If you are designing for many screen sizes, where should you begin?
Traditionally, most designers will start the design process at desktop size. This is where most content is going to fit in well. Then you figure out how to squeeze it down to a tablet, then a phone.
I believe this is the wrong path to take, when designing a mobile responsive page (or any website for that matter). Just because a desktop page can flow responsively on a small-width screen, it doesn’t make it suitable for mobile.
The best thing you can do is to start with a mobile design. Straight away, you are met with a conundrum: how do I fit all this content into the tiny screen? You can no longer just drop a matrix or a data table on to the screen — there really isn’t enough space.
You are forced to think about questions like:
- what you are trying to do?
- what are the most important elements a user needs to interact with?
- what is the most important action that needs to be taken after viewing the content?
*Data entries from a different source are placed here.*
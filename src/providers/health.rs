//! Provider health reporting

use chrono::{DateTime, Utc};
use serde::{Deserialize, Serialize};
use std::collections::BTreeMap;

#[derive(Debug, Clone, Copy, PartialEq, Eq, Hash, Serialize, Deserialize)]
#[serde(rename_all = "snake_case")]
pub enum HealthStatus {
    Healthy,
    Unhealthy,
}

impl HealthStatus {
    pub fn is_healthy(&self) -> bool {
        matches!(self, Self::Healthy)
    }
}

impl std::fmt::Display for HealthStatus {
    fn fmt(&self, f: &mut std::fmt::Formatter<'_>) -> std::fmt::Result {
        match self {
            Self::Healthy => write!(f, "healthy"),
            Self::Unhealthy => write!(f, "unhealthy"),
        }
    }
}

/// Health of one provider dependency
#[derive(Debug, Clone, PartialEq, Serialize, Deserialize)]
pub struct DependencyCheck {
    pub status: HealthStatus,
    #[serde(default, skip_serializing_if = "Option::is_none")]
    pub message: Option<String>,
}

impl DependencyCheck {
    pub fn healthy() -> Self {
        Self {
            status: HealthStatus::Healthy,
            message: None,
        }
    }

    pub fn unhealthy(message: impl Into<String>) -> Self {
        Self {
            status: HealthStatus::Unhealthy,
            message: Some(message.into()),
        }
    }

    /// Dependency absent from the provider's configuration
    pub fn not_configured() -> Self {
        Self::unhealthy("not configured")
    }
}

/// Health check result for one provider
#[derive(Debug, Clone, PartialEq, Serialize, Deserialize)]
pub struct HealthCheckResult {
    pub status: HealthStatus,
    /// Per-dependency detail, keyed by dependency name
    pub checks: BTreeMap<String, DependencyCheck>,
    pub response_time_ms: u64,
    pub timestamp: DateTime<Utc>,
}

impl HealthCheckResult {
    /// Any unhealthy or missing dependency makes the provider unhealthy
    pub fn from_checks(
        checks: BTreeMap<String, DependencyCheck>,
        response_time_ms: u64,
        timestamp: DateTime<Utc>,
    ) -> Self {
        let status = if checks.values().all(|check| check.status.is_healthy()) {
            HealthStatus::Healthy
        } else {
            HealthStatus::Unhealthy
        };

        Self {
            status,
            checks,
            response_time_ms,
            timestamp,
        }
    }

    /// Result for a provider whose check errored or timed out
    pub fn unhealthy(reason: impl Into<String>, response_time_ms: u64, timestamp: DateTime<Utc>) -> Self {
        let mut checks = BTreeMap::new();
        checks.insert("provider".to_string(), DependencyCheck::unhealthy(reason));
        Self {
            status: HealthStatus::Unhealthy,
            checks,
            response_time_ms,
            timestamp,
        }
    }

    pub fn is_healthy(&self) -> bool {
        self.status.is_healthy()
    }
}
- can the content/data be summarised and simplified?
- can you offer a better way to drill down to your content?
- can my data fit into an existing metaphor (like a map or a calendar)?
Once you are done with the design process, you might have a crazy realisation: all the questions you asked yourself, and the resulting design decisions you made — they apply on desktop too.
That’s right. A good design is already responsive.
Now, desktop design becomes more about enhancement over a lazy content dump. You’ve already made the decision up front on what is important and what is not. You no longer feel dirty, having to add ‘small-hidden’ css classes everywhere.
Start with a mobile design on your next project. Your design will be better for it. When you pick tools like the responsive grid, pick one that starts with mobile too. Bootstrap 3, for example, switched gears to do exactly this.
Responsive is hard. Mobile is hard. But the thoughtfulness and effort we put into what we build will delight our customers. And our customers are the reason we exist.